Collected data

************

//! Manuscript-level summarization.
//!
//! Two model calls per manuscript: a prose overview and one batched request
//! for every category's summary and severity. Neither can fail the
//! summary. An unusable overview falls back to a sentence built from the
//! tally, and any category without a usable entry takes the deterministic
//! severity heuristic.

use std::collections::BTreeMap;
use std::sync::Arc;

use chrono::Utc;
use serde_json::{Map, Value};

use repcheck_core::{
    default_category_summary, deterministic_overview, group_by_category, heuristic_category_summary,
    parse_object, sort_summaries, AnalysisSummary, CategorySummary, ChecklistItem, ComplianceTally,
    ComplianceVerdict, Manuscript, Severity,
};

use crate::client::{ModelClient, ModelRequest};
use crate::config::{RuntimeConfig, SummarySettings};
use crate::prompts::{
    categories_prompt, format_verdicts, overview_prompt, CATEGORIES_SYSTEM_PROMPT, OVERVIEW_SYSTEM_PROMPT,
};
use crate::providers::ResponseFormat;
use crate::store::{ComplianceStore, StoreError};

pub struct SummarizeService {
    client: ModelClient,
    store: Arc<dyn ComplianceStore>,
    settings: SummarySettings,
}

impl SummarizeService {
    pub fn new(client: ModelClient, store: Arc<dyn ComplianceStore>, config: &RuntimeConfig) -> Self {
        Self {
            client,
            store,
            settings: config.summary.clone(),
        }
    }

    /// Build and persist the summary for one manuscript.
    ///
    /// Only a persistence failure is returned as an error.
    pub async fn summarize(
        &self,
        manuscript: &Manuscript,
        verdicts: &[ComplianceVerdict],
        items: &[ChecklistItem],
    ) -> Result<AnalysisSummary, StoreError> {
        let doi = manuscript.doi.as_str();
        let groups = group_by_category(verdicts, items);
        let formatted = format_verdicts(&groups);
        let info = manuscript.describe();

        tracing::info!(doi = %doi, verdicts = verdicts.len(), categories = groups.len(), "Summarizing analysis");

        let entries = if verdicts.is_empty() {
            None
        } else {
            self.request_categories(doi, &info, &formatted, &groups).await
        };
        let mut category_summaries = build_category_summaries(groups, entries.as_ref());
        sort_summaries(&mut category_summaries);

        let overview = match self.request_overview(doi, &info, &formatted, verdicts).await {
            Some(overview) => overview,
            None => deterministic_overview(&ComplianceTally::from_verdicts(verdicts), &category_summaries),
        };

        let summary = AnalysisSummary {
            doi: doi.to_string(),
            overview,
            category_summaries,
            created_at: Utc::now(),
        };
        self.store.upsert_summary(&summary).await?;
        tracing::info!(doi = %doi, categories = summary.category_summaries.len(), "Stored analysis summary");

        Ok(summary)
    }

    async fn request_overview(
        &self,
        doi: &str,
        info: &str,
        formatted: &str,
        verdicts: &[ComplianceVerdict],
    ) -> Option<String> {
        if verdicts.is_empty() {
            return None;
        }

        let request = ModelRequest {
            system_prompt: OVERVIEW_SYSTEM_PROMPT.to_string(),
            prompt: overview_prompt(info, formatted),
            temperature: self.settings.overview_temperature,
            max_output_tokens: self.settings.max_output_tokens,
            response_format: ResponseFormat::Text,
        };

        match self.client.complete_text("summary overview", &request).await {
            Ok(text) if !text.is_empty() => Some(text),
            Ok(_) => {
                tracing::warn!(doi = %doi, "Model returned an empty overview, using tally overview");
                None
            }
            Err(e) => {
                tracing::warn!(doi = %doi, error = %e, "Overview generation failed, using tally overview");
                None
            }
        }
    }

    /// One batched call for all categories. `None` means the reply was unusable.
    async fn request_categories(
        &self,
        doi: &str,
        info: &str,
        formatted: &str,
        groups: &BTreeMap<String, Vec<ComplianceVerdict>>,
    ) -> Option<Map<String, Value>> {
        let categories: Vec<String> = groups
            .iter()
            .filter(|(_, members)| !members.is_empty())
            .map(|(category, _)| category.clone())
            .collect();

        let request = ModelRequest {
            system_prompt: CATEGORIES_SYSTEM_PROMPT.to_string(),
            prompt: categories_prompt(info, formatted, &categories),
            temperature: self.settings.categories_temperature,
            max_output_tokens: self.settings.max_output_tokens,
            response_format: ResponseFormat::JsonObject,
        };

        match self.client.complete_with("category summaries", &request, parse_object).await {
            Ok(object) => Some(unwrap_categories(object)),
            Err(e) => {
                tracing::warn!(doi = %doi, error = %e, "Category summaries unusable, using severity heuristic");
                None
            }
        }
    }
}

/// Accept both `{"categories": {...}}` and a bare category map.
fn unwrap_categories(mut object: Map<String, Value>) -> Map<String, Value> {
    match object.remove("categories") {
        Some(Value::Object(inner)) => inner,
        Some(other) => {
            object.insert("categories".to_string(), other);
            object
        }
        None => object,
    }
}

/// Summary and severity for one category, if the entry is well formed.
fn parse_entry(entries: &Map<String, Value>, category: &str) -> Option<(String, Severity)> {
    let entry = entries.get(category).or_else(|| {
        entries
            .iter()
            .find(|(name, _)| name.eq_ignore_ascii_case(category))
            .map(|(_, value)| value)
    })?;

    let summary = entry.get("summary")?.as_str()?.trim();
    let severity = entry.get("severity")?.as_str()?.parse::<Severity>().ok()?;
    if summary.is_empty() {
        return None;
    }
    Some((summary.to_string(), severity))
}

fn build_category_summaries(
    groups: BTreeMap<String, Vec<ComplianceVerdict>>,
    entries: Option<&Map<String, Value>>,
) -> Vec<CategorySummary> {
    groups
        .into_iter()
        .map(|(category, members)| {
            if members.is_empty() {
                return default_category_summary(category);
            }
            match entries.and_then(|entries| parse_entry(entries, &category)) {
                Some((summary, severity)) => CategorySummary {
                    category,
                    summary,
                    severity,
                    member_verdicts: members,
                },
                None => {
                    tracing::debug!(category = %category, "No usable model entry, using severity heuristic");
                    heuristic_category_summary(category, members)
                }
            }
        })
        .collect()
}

************

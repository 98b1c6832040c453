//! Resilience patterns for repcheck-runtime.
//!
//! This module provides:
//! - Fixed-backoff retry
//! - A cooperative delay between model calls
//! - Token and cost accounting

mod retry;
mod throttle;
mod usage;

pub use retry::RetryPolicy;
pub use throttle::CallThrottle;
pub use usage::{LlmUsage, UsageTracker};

************

> Task statement
Provide the count of lines in the data above that include the word "CategorySummary", with no added text.

> Solution to this exercise
3